The problem:
An identical copy of the records below is the expected result.

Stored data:
▬▬▬▬▬▬
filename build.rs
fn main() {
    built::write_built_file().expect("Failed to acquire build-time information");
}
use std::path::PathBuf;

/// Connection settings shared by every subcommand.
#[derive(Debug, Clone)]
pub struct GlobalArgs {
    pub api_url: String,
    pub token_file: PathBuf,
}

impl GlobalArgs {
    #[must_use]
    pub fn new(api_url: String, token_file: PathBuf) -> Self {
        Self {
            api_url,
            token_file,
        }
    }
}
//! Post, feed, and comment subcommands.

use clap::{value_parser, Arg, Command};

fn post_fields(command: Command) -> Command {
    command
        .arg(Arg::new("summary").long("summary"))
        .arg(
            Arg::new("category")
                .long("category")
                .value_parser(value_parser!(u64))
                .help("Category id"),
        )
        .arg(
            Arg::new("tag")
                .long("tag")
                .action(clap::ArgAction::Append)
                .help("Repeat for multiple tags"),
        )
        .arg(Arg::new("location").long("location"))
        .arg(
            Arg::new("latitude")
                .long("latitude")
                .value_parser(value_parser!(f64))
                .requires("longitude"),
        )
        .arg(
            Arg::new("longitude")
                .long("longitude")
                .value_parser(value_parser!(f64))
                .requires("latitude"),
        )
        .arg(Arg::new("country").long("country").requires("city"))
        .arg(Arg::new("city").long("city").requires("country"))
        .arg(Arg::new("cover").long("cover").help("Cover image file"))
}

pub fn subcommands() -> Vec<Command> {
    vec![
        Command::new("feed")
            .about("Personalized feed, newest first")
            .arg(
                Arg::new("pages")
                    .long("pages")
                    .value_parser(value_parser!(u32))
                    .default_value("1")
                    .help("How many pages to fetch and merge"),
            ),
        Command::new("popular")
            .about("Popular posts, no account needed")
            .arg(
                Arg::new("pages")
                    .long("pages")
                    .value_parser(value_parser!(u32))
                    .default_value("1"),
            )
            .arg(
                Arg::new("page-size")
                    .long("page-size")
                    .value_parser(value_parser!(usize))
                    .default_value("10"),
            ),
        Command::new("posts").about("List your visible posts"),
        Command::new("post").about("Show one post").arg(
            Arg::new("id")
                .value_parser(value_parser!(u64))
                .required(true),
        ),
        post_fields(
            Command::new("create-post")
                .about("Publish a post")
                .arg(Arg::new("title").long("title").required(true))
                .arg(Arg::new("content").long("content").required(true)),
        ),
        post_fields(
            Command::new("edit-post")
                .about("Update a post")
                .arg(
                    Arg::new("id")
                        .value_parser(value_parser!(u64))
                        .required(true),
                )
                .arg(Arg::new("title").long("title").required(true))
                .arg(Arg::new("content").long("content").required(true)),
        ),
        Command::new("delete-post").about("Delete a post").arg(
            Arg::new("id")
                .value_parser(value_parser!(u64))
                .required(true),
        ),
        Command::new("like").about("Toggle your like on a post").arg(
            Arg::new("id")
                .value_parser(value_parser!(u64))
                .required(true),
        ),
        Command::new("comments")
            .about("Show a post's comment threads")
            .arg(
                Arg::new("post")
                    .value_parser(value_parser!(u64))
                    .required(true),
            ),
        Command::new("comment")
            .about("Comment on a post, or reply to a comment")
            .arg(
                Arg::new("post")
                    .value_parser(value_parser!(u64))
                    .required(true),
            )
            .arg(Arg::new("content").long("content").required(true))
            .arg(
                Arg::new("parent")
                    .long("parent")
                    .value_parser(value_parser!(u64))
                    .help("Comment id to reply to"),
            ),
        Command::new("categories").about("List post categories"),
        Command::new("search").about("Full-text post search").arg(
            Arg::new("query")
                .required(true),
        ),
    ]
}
▬▬▬▬▬▬
Answer below:
filename build.rs
fn main() {
    built::write_built_file().expect("Failed to acquire build-time information");
}
use std::path::PathBuf;

/// Connection settings shared by every subcommand.
#[derive(Debug, Clone)]
pub struct GlobalArgs {
    pub api_url: String,
    pub token_file: PathBuf,
}

impl GlobalArgs {
    #[must_use]
    pub fn new(api_url: String, token_file: PathBuf) -> Self {
        Self {
            api_url,
            token_file,
        }
    }
}
//! Post, feed, and comment subcommands.

use clap::{value_parser, Arg, Command};

fn post_fields(command: Command) -> Command {
    command
        .arg(Arg::new("summary").long("summary"))
        .arg(
            Arg::new("category")
                .long("category")
                .value_parser(value_parser!(u64))
                .help("Category id"),
        )
        .arg(
            Arg::new("tag")
                .long("tag")
                .action(clap::ArgAction::Append)
                .help("Repeat for multiple tags"),
        )
        .arg(Arg::new("location").long("location"))
        .arg(
            Arg::new("latitude")
                .long("latitude")
                .value_parser(value_parser!(f64))
                .requires("longitude"),
        )
        .arg(
            Arg::new("longitude")
                .long("longitude")
                .value_parser(value_parser!(f64))
                .requires("latitude"),
        )
        .arg(Arg::new("country").long("country").requires("city"))
        .arg(Arg::new("city").long("city").requires("country"))
        .arg(Arg::new("cover").long("cover").help("Cover image file"))
}

pub fn subcommands() -> Vec<Command> {
    vec![
        Command::new("feed")
            .about("Personalized feed, newest first")
            .arg(
                Arg::new("pages")
                    .long("pages")
                    .value_parser(value_parser!(u32))
                    .default_value("1")
                    .help("How many pages to fetch and merge"),
            ),
        Command::new("popular")
            .about("Popular posts, no account needed")
            .arg(
                Arg::new("pages")
                    .long("pages")
                    .value_parser(value_parser!(u32))
                    .default_value("1"),
            )
            .arg(
                Arg::new("page-size")
                    .long("page-size")
                    .value_parser(value_parser!(usize))
                    .default_value("10"),
            ),
        Command::new("posts").about("List your visible posts"),
        Command::new("post").about("Show one post").arg(
            Arg::new("id")
                .value_parser(value_parser!(u64))
                .required(true),
        ),
        post_fields(
            Command::new("create-post")
                .about("Publish a post")
                .arg(Arg::new("title").long("title").required(true))
                .arg(Arg::new("content").long("content").required(true)),
        ),
        post_fields(
            Command::new("edit-post")
                .about("Update a post")
                .arg(
                    Arg::new("id")
                        .value_parser(value_parser!(u64))
                        .required(true),
                )
                .arg(Arg::new("title").long("title").required(true))
                .arg(Arg::new("content").long("content").required(true)),
        ),
        Command::new("delete-post").about("Delete a post").arg(
            Arg::new("id")
                .value_parser(value_parser!(u64))
                .required(true),
        ),
        Command::new("like").about("Toggle your like on a post").arg(
            Arg::new("id")
                .value_parser(value_parser!(u64))
                .required(true),
        ),
        Command::new("comments")
            .about("Show a post's comment threads")
            .arg(
                Arg::new("post")
                    .value_parser(value_parser!(u64))
                    .required(true),
            ),
        Command::new("comment")
            .about("Comment on a post, or reply to a comment")
            .arg(
                Arg::new("post")
                    .value_parser(value_parser!(u64))
                    .required(true),
            )
            .arg(Arg::new("content").long("content").required(true))
            .arg(
                Arg::new("parent")
                    .long("parent")
                    .value_parser(value_parser!(u64))
                    .help("Comment id to reply to"),
            ),
        Command::new("categories").about("List post categories"),
        Command::new("search").about("Full-text post search").arg(
            Arg::new("query")
                .required(true),
        ),
    ]
}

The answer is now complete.